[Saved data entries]
==========
impl WindowRenderer {
    /// Initialize wgpu: surface, device, queue, pipeline.
    ///
    /// Async because wgpu adapter/device selection is asynchronous; call
    /// with `.await` or `pollster::block_on`.
    ///
    /// # Errors
    ///
    /// Returns an error if no suitable GPU adapter or device is available.
    pub async fn new(window: Arc<winit::window::Window>) -> Result<Self, anyhow::Error> {
        let size = window.inner_size();
        let width = size.width.max(1);
        let height = size.height.max(1);

        let instance = wgpu::Instance::new(wgpu::InstanceDescriptor {
            backends: wgpu::Backends::all(),
            ..Default::default()
        });

        let surface = instance.create_surface(window.clone())?;

        let adapter = instance
            .request_adapter(&wgpu::RequestAdapterOptions {
                power_preference: wgpu::PowerPreference::LowPower,
                compatible_surface: Some(&surface),
                force_fallback_adapter: false,
            })
            .await
            .ok_or_else(|| anyhow::anyhow!("no suitable GPU adapter found"))?;

        let (device, queue) = adapter
            .request_device(
                &wgpu::DeviceDescriptor {
                    label: Some("karel_window_renderer"),
                    required_features: wgpu::Features::empty(),
                    required_limits: wgpu::Limits::default(),
                    memory_hints: wgpu::MemoryHints::default(),
                },
                None,
            )
            .await?;

        let surface_caps = surface.get_capabilities(&adapter);
        let surface_format = surface_caps
            .formats
            .iter()
            .find(|f| f.is_srgb())
            .copied()
            .unwrap_or(surface_caps.formats[0]);

        let config = wgpu::SurfaceConfiguration {
            usage: wgpu::TextureUsages::RENDER_ATTACHMENT,
            format: surface_format,
            width,
            height,
            present_mode: wgpu::PresentMode::AutoVsync,
            alpha_mode: surface_caps.alpha_modes[0],
            view_formats: vec![],
            desired_maximum_frame_latency: 2,
        };
        surface.configure(&device, &config);

        let shader_source = include_str!("shaders.wgsl");
        let shader = device.create_shader_module(wgpu::ShaderModuleDescriptor {
            label: Some("karel_window_shader"),
            source: wgpu::ShaderSource::Wgsl(shader_source.into()),
        });

        let viewport_matrix = pixel_to_clip_matrix(width as f32, height as f32);
        let viewport_buffer = device.create_buffer_init(&wgpu::util::BufferInitDescriptor {
            label: Some("viewport_uniform"),
            contents: bytemuck::cast_slice(&viewport_matrix),
            usage: wgpu::BufferUsages::UNIFORM | wgpu::BufferUsages::COPY_DST,
        });

        let viewport_bind_group_layout =
            device.create_bind_group_layout(&wgpu::BindGroupLayoutDescriptor {
                label: Some("viewport_bind_group_layout"),
                entries: &[wgpu::BindGroupLayoutEntry {
                    binding: 0,
                    visibility: wgpu::ShaderStages::VERTEX,
                    ty: wgpu::BindingType::Buffer {
                        ty: wgpu::BufferBindingType::Uniform,
                        has_dynamic_offset: false,
                        min_binding_size: None,
                    },
                    count: None,
                }],
            });

        let viewport_bind_group = device.create_bind_group(&wgpu::BindGroupDescriptor {
            label: Some("viewport_bind_group"),
            layout: &viewport_bind_group_layout,
            entries: &[wgpu::BindGroupEntry {
                binding: 0,
                resource: viewport_buffer.as_entire_binding(),
            }],
        });

        let pipeline_layout = device.create_pipeline_layout(&wgpu::PipelineLayoutDescriptor {
            label: Some("karel_window_pipeline_layout"),
            bind_group_layouts: &[&viewport_bind_group_layout],
            push_constant_ranges: &[],
        });

        let render_pipeline = device.create_render_pipeline(&wgpu::RenderPipelineDescriptor {
            label: Some("karel_window_pipeline"),
            layout: Some(&pipeline_layout),
            vertex: wgpu::VertexState {
                module: &shader,
                entry_point: Some("vs_main"),
                buffers: &[Vertex::desc()],
                compilation_options: wgpu::PipelineCompilationOptions::default(),
            },
            fragment: Some(wgpu::FragmentState {
                module: &shader,
                entry_point: Some("fs_main"),
                targets: &[Some(wgpu::ColorTargetState {
                    format: config.format,
                    blend: Some(wgpu::BlendState::ALPHA_BLENDING),
                    write_mask: wgpu::ColorWrites::ALL,
                })],
                compilation_options: wgpu::PipelineCompilationOptions::default(),
            }),
            primitive: wgpu::PrimitiveState {
                topology: wgpu::PrimitiveTopology::TriangleList,
                strip_index_format: None,
                front_face: wgpu::FrontFace::Ccw,
                cull_mode: None,
                polygon_mode: wgpu::PolygonMode::Fill,
                unclipped_depth: false,
                conservative: false,
            },
            depth_stencil: None,
            multisample: wgpu::MultisampleState {
                count: 1,
                mask: !0,
                alpha_to_coverage_enabled: false,
            },
            multiview: None,
            cache: None,
        });

        let vertex_buffer = device.create_buffer(&wgpu::BufferDescriptor {
            label: Some("vertex_buffer"),
            size: (MAX_VERTICES * std::mem::size_of::<Vertex>()) as wgpu::BufferAddress,
            usage: wgpu::BufferUsages::VERTEX | wgpu::BufferUsages::COPY_DST,
            mapped_at_creation: false,
        });

        Ok(Self {
            surface,
            device,
            queue,
            config,
            render_pipeline,
            vertex_buffer,
            viewport_buffer,
            viewport_bind_group,
            window,
        })
    }

    /// Present one frame of the recorded scene.
    ///
    /// The viewport transform uses the scene's recorded dimensions, so a
    /// resized window needs [`DisplayList::resize`] plus a redraw before the
    /// next call.
    ///
    /// # Errors
    ///
    /// Returns a [`wgpu::SurfaceError`] if the surface cannot provide an
    /// output texture (window minimized, surface lost).
    pub fn render(&mut self, scene: &DisplayList) -> Result<(), wgpu::SurfaceError> {
        let (scene_width, scene_height) = scene.size();
        let viewport_matrix = pixel_to_clip_matrix(scene_width.max(1.0), scene_height.max(1.0));
        self.queue.write_buffer(
            &self.viewport_buffer,
            0,
            bytemuck::cast_slice(&viewport_matrix),
        );

        let mut vertices = scene_vertices(scene);
        if vertices.len() > MAX_VERTICES {
            tracing::warn!(
                vertices = vertices.len(),
                cap = MAX_VERTICES,
                "scene exceeds the vertex buffer, truncating"
            );
            vertices.truncate(MAX_VERTICES);
        }
        if !vertices.is_empty() {
            self.queue
                .write_buffer(&self.vertex_buffer, 0, bytemuck::cast_slice(&vertices));
        }

        let output = self.surface.get_current_texture()?;
        let view = output
            .texture
            .create_view(&wgpu::TextureViewDescriptor::default());

        let mut encoder = self
            .device
            .create_command_encoder(&wgpu::CommandEncoderDescriptor {
                label: Some("karel_window_encoder"),
            });

        {
            let mut render_pass = encoder.begin_render_pass(&wgpu::RenderPassDescriptor {
                label: Some("karel_window_pass"),
                color_attachments: &[Some(wgpu::RenderPassColorAttachment {
                    view: &view,
                    resolve_target: None,
                    ops: wgpu::Operations {
                        load: wgpu::LoadOp::Clear(CLEAR_COLOR),
                        store: wgpu::StoreOp::Store,
                    },
                })],
                depth_stencil_attachment: None,
                timestamp_writes: None,
                occlusion_query_set: None,
            });

            render_pass.set_pipeline(&self.render_pipeline);
            render_pass.set_bind_group(0, &self.viewport_bind_group, &[]);
            render_pass.set_vertex_buffer(0, self.vertex_buffer.slice(..));

            let vertex_count = vertices.len() as u32;
            if vertex_count > 0 {
                render_pass.draw(0..vertex_count, 0..1);
            }
        }

        self.queue.submit(std::iter::once(encoder.finish()));
        output.present();

        Ok(())
    }

    /// Reconfigure the surface after a window resize.
    pub fn resize(&mut self, new_size: winit::dpi::PhysicalSize<u32>) {
        if new_size.width > 0 && new_size.height > 0 {
            self.config.width = new_size.width;
            self.config.height = new_size.height;
            self.surface.configure(&self.device, &self.config);
        }
    }

    /// The window this renderer presents into.
    pub fn window(&self) -> &winit::window::Window {
        &self.window
    }
}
==========
What you have to do. Give back exactly the lines from the line containing "a window resize." to the end of the entries, and no other lines.

Solution for this task.
    /// Reconfigure the surface after a window resize.
    pub fn resize(&mut self, new_size: winit::dpi::PhysicalSize<u32>) {
        if new_size.width > 0 && new_size.height > 0 {
            self.config.width = new_size.width;
            self.config.height = new_size.height;
            self.surface.configure(&self.device, &self.config);
        }
    }

    /// The window this renderer presents into.
    pub fn window(&self) -> &winit::window::Window {
        &self.window
    }
}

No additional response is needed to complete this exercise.